Access PiKVM from anywhere

PiKVM is a Raspberry Pi-based KVM over IP solution. It allows you to connect to a computer remotely and use it as if you were sitting in front of it. This guide shows you how to set up Tailscale on PiKVM.

To find out more about PiKVM, visit pikvm.org.

Prerequisites

  • A PiKVM device or a Raspberry Pi with PiKVM installed.
  • You’ll also need a Tailscale account. You don’t need to pay for Tailscale—this is possible on the Personal plan!

Install Tailscale

  1. Access your PiKVM via the web interface and open the web terminal.

    A screenshot of the 'terminal' option on the [**PiKVM**][pikvm] web interface.

  2. Elevate to root.

    # default password is 'root'
    su -
    
  3. Enable read-write mode.

    rw
    
    If you reboot your PiKVM during this process, you will need to re-enable read-write mode.
  4. Install the tailscale-pikvm package.

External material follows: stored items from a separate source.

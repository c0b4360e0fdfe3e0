//! Unit tests for world-state containers.

use crowd_core::{AgentId, GroupId, Point2, Rect, TargetId};

use crate::attributes::AgentAttributes;
use crate::pedestrian::Pedestrian;

fn ped(id: u32) -> Pedestrian {
    Pedestrian::new(AgentId(id), Point2::new(0.0, 0.0), &AgentAttributes::default())
}

#[cfg(test)]
mod pedestrian {
    use super::*;

    #[test]
    fn target_queue_advances_in_order() {
        let mut p = ped(0);
        assert!(!p.has_next_target());
        p.set_targets([TargetId(3), TargetId(5)]);
        assert_eq!(p.next_target_id(), Some(TargetId(3)));
        p.advance_to_next_target();
        assert_eq!(p.next_target_id(), Some(TargetId(5)));
        p.advance_to_next_target();
        assert_eq!(p.next_target_id(), None);
    }

    #[test]
    fn single_target_replaces_queue() {
        let mut p = ped(0);
        p.set_targets([TargetId(1), TargetId(2), TargetId(3)]);
        p.set_single_target(TargetId(9), true);
        assert_eq!(p.next_target_id(), Some(TargetId(9)));
        assert!(p.is_following_agent_target());
        p.advance_to_next_target();
        assert!(!p.is_following_agent_target());
        assert!(!p.has_next_target());
    }

    #[test]
    fn assign_group_is_exclusive() {
        let mut p = ped(0);
        p.assign_group(GroupId(4), 12);
        p.assign_group(GroupId(7), 3);
        assert_eq!(p.primary_group_id(), Some(GroupId(7)));
        assert_eq!(p.group_ids(), &[GroupId(7)]);
        assert_eq!(p.group_sizes(), &[3]);
    }

    #[test]
    fn take_followers_detaches() {
        let mut p = ped(0);
        p.add_follower(AgentId(1));
        p.add_follower(AgentId(2));
        let taken = p.take_followers();
        assert_eq!(taken, vec![AgentId(1), AgentId(2)]);
        assert!(p.followers().is_empty());
    }

    #[test]
    fn move_records_footstep_but_place_does_not() {
        let mut p = ped(0);
        p.place(Point2::new(1.0, 1.0));
        assert!(p.footsteps().is_empty());
        p.move_to(Point2::new(2.0, 1.0), 0.4);
        assert_eq!(p.footsteps().len(), 1);
        assert_eq!(p.position(), Point2::new(2.0, 1.0));
    }

    #[test]
    fn psychology_starts_neutral() {
        use crate::psychology::{InformationState, SelfCategory};

        let mut p = ped(0);
        assert_eq!(p.self_category(), SelfCategory::TargetOriented);
        assert_eq!(p.information_state(), InformationState::NoInformation);
        p.set_information_state(InformationState::FollowInformedGroupMember);
        assert_eq!(
            p.information_state(),
            InformationState::FollowInformedGroupMember
        );
    }
}

#[cfg(test)]
mod footstep {
    use crate::footstep::{Footstep, FootstepHistory};
    use crowd_core::Point2;

    fn step(x: f64, t: f64) -> Footstep {
        Footstep {
            position: Point2::new(x, 0.0),
            time_secs: t,
        }
    }

    #[test]
    fn window_evicts_oldest() {
        let mut h = FootstepHistory::new(3);
        for i in 0..5 {
            h.push(step(i as f64, i as f64));
        }
        assert_eq!(h.len(), 3);
        assert_eq!(h.latest().unwrap().time_secs, 4.0);
    }

    #[test]
    fn average_speed_over_window() {
        let mut h = FootstepHistory::new(10);
        h.push(step(0.0, 0.0));
        h.push(step(1.0, 1.0));
        h.push(step(2.0, 2.0));
        // 2 m of path over 2 s.
        assert!((h.average_speed_mps() - 1.0).abs() < 1e-12);
    }

    #[test]
    fn stalled_agent_has_zero_speed() {
        let mut h = FootstepHistory::new(10);
        h.push(step(3.0, 0.0));
        h.push(step(3.0, 1.0));
        assert_eq!(h.average_speed_mps(), 0.0);
    }

    #[test]
    fn too_few_steps_is_zero() {
        let mut h = FootstepHistory::new(10);
        assert_eq!(h.average_speed_mps(), 0.0);
        h.push(step(0.0, 0.0));
        assert_eq!(h.average_speed_mps(), 0.0);
    }
}

#[cfg(test)]
mod group {
    use crate::group::Group;
    use crowd_core::{AgentId, GroupId};

    #[test]
    fn membership_roundtrip() {
        let mut g = Group::new(GroupId(1), 100);
        g.add_member(AgentId(0));
        g.add_member(AgentId(1));
        assert_eq!(g.len(), 2);
        assert!(g.contains(AgentId(0)));
        assert!(!g.remove_member(AgentId(0)));
        assert!(!g.contains(AgentId(0)));
    }

    #[test]
    fn removing_last_member_reports_empty() {
        let mut g = Group::new(GroupId(1), 100);
        g.add_member(AgentId(5));
        assert!(g.remove_member(AgentId(5)));
        assert!(g.is_empty());
    }
}

#[cfg(test)]
mod topography {
    use super::*;
    use crate::topography::{Topography, TopographyEvent};

    fn topo() -> Topography {
        Topography::new(Rect::new(0.0, 0.0, 20.0, 10.0), AgentAttributes::default())
    }

    #[test]
    fn spawn_assigns_dense_ascending_ids() {
        let mut t = topo();
        let a = t.spawn_pedestrian(Point2::new(1.0, 1.0));
        let b = t.spawn_pedestrian(Point2::new(2.0, 1.0));
        assert_eq!((a, b), (AgentId(0), AgentId(1)));
        let ids = t.agent_ids();
        assert_eq!(ids, vec![AgentId(0), AgentId(1)]);
    }

    #[test]
    fn ids_are_never_reused() {
        let mut t = topo();
        let a = t.spawn_pedestrian(Point2::new(1.0, 1.0));
        assert!(t.remove_pedestrian(a));
        let b = t.spawn_pedestrian(Point2::new(2.0, 1.0));
        assert_ne!(a, b);
    }

    #[test]
    fn events_record_mutations_in_order() {
        let mut t = topo();
        let a = t.spawn_pedestrian(Point2::new(1.0, 1.0));
        t.pedestrian_mut(a).unwrap().assign_group(GroupId(2), 4);
        assert!(t.remove_pedestrian(a));
        let events = t.take_events();
        assert_eq!(events.len(), 2);
        assert!(matches!(events[0], TopographyEvent::PedestrianAdded(id) if id == a));
        match &events[1] {
            TopographyEvent::PedestrianRemoved(p) => {
                assert_eq!(p.id(), a);
                // Membership survives removal for the model's bookkeeping.
                assert_eq!(p.primary_group_id(), Some(GroupId(2)));
            }
            other => panic!("expected removal event, got {other:?}"),
        }
        assert!(!t.has_pending_events());
    }

    #[test]
    fn double_remove_is_reported() {
        let mut t = topo();
        let a = t.spawn_pedestrian(Point2::new(1.0, 1.0));
        assert!(t.remove_pedestrian(a));
        assert!(!t.remove_pedestrian(a));
    }

    #[test]
    fn spawned_pedestrians_inherit_shared_attributes() {
        let attrs = AgentAttributes {
            free_flow_speed_mps: 2.5,
            ..AgentAttributes::default()
        };
        let mut t = Topography::new(Rect::new(0.0, 0.0, 20.0, 10.0), attrs);
        let a = t.spawn_pedestrian(Point2::new(1.0, 1.0));
        assert_eq!(t.agent_attributes().free_flow_speed_mps, 2.5);
        assert_eq!(t.pedestrian(a).unwrap().free_flow_speed_mps(), 2.5);
    }
}

#[cfg(test)]
mod attributes {
    use crate::attributes::{SimulationAttributes, TargetAttributes};

    #[test]
    fn simulation_defaults_match_scenario_format() {
        let attrs: SimulationAttributes = serde_json::from_str("{}").unwrap();
        assert_eq!(attrs.step_length_secs, 0.4);
        assert_eq!(attrs.finish_time_secs, 500.0);
        assert_eq!(attrs.seed, 0);
    }

    #[test]
    fn minimal_target_document() {
        let json = r#"{
            "id": 1,
            "shape": { "type": "rectangle", "x": 18.0, "y": 4.0, "width": 2.0, "height": 2.0 }
        }"#;
        let attrs: TargetAttributes = serde_json::from_str(json).unwrap();
        assert!(attrs.absorber.enabled);
        assert_eq!(attrs.absorber.deletion_distance_m, 0.1);
        assert!(!attrs.waiter.enabled);
        assert!(attrs.waiter.individual_waiting);
        assert_eq!(attrs.leaving_speed_mps, None);
        assert_eq!(attrs.parallel_events, 0);
    }
}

    pacman -Syu tailscale-pikvm
    
    This will also perform a full system upgrade.
  5. Enable and start the Tailscale service.

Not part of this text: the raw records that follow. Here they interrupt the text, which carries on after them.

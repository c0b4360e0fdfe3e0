//! Controller error type.

use crowd_dist::DistError;
use thiserror::Error;

pub type ControlResult<T> = Result<T, ControlError>;

#[derive(Debug, Error)]
pub enum ControlError {
    /// A scenario element is configured in a way the controller cannot run.
    #[error("controller configuration: {0}")]
    Config(String),

    /// An event-time distribution could not be materialized.
    #[error(transparent)]
    Distribution(#[from] DistError),
}
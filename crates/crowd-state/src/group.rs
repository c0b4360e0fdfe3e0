//! Pedestrian group bookkeeping.

use crowd_core::{AgentId, GroupId};

/// A set of agents sharing a group identity.
///
/// Groups are owned by whichever model created them; the agents carry the
/// group id (see `Pedestrian::assign_group`) and the group carries the
/// member list, so membership questions never scan the population.
#[derive(Clone, Debug)]
pub struct Group {
    id: GroupId,
    capacity: usize,
    members: Vec<AgentId>,
}

impl Group {
    pub fn new(id: GroupId, capacity: usize) -> Self {
        Self {
            id,
            capacity,
            members: Vec::new(),
        }
    }

    #[inline]
    pub fn id(&self) -> GroupId {
        self.id
    }

    /// Nominal capacity.  Open-membership groups use a capacity far above
    /// any realistic population and never fill.
    #[inline]
    pub fn capacity(&self) -> usize {
        self.capacity
    }

    #[inline]
    pub fn len(&self) -> usize {
        self.members.len()
    }

    #[inline]
    pub fn is_empty(&self) -> bool {
        self.members.is_empty()
    }

    pub fn contains(&self, agent: AgentId) -> bool {
        self.members.contains(&agent)
    }

    pub fn members(&self) -> &[AgentId] {
        &self.members
    }

    /// Add `agent` to the group.  Membership is tracked once per agent;
    /// re-adding a current member is a caller bug.
    pub fn add_member(&mut self, agent: AgentId) {
        debug_assert!(!self.contains(agent), "{agent} already in {}", self.id);
        self.members.push(agent);
    }

    /// Remove `agent` if present.  Returns `true` when the group is empty
    /// afterwards, which tells the owning model to drop the group.
    pub fn remove_member(&mut self, agent: AgentId) -> bool {
        self.members.retain(|m| *m != agent);
        self.members.is_empty()
    }
}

    systemctl enable --now tailscaled
    
  6. Log in to Tailscale.

    For more information on the available login options, see our Command Reference.

    tailscale up
    
  7. Revert to read-only mode.

    ro
    
You may prefer to disable key expiry on your subnet nodes to avoid having to periodically reauthenticate. See key expiry for more information about machine keys and how to disable their expiry. If you are using ACL tags, key expiry is disabled by default.

Access your PiKVM device

Once you have installed Tailscale on your PiKVM device, you can access it from anywhere using the Tailscale network.

Open the Tailscale admin console and find your PiKVM device.

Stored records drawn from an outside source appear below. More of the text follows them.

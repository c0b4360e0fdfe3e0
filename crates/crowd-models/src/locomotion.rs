//! Locomotion models: one position update per agent per step.
//!
//! The stepper reads the psychological and target state written by the other
//! layers and only ever touches positions and footstep history.  A footstep
//! is recorded every step, including a zero-length one for an agent that
//! stands still, so the footstep history measures actual progress over wall
//! time rather than distance between recorded moves.

use crowd_core::{AgentId, Point2};
use crowd_state::{SelfCategory, Topography};

/// Advances every agent once per step.
pub trait LocomotionModel {
    /// Move all agents for the step at `sim_time_secs` of length
    /// `step_length_secs`.
    fn update(&mut self, sim_time_secs: f64, step_length_secs: f64, topography: &mut Topography);
}

/// Straight-line stepper: each agent walks directly toward its current goal
/// at free-flow speed, clamping at the goal instead of overshooting.
///
/// Goal resolution per agent:
/// - no queued target: stand in place
/// - queued target proxies another agent and the follow flag is set: the
///   proxied agent's current position (standing if that agent is gone)
/// - otherwise: the center of the target's shape
///
/// An agent in [`SelfCategory::Wait`] keeps its goal but moves at speed
/// zero, so it resumes toward the same goal when released.
#[derive(Debug, Default)]
pub struct TargetDirectedStepper;

impl TargetDirectedStepper {
    fn goal_of(topography: &Topography, agent: AgentId) -> Option<Point2> {
        let pedestrian = topography.pedestrian(agent)?;
        let target_id = pedestrian.next_target_id()?;
        let target = topography.target(target_id)?;
        if pedestrian.is_following_agent_target() {
            if let Some(leader) = target.proxied_agent() {
                return topography.pedestrian(leader).map(|p| p.position());
            }
        }
        Some(target.shape().center())
    }
}

impl LocomotionModel for TargetDirectedStepper {
    fn update(&mut self, sim_time_secs: f64, step_length_secs: f64, topography: &mut Topography) {
        for agent in topography.agent_ids() {
            let Some(pedestrian) = topography.pedestrian(agent) else {
                continue;
            };

            let speed = match pedestrian.self_category() {
                SelfCategory::Wait => 0.0,
                _ => pedestrian.free_flow_speed_mps(),
            };
            let current = pedestrian.position();

            let next = match Self::goal_of(topography, agent) {
                Some(goal) if speed > 0.0 => {
                    current.step_towards(goal, speed * step_length_secs)
                }
                _ => current,
            };

            if let Some(pedestrian) = topography.pedestrian_mut(agent) {
                pedestrian.move_to(next, sim_time_secs);
            }
        }
    }
}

You can access the web interface by visiting https://<your-pikvm>.<your-tailnet>.ts.net. For example, if your PiKVM device is named pikvm and your Tailscale network is named pango-lin, you would visit https://pikvm.pango-lin.ts.net.

Use Tailscale Serve to access your PiKVM device

You can set up Tailscale Serve to proxy connections to your PiKVM device. This has the advantage of providing a valid TLS certificate for your PiKVM device, which will prevent your browser from displaying a security warning.

To setup Tailscale Serve, follow the instructions below. You can also find more information on our Use Tailscale Funnel and Serve article.

A Tailscale Serve server can only be access over your tailnet. It is not accessible from the public internet. Using Tailscale Funnel would open your PiKVM device to the public internet, which is not recommended.
tailscale serve https / https+insecure://localhost:443

After running the command above, you can access your PiKVM device, as before, by visiting https://<your-pikvm>.<your-tailnet>.ts.net. The difference is that the connection will be proxied through your Tailscale Serve server, which will provide a valid TLS certificate for your PiKVM device.

The first request to your PiKVM device may take a few seconds to complete. This is because Tailscale Serve needs to fetch a valid TLS certificate for your PiKVM device. Subsequent requests will be much faster.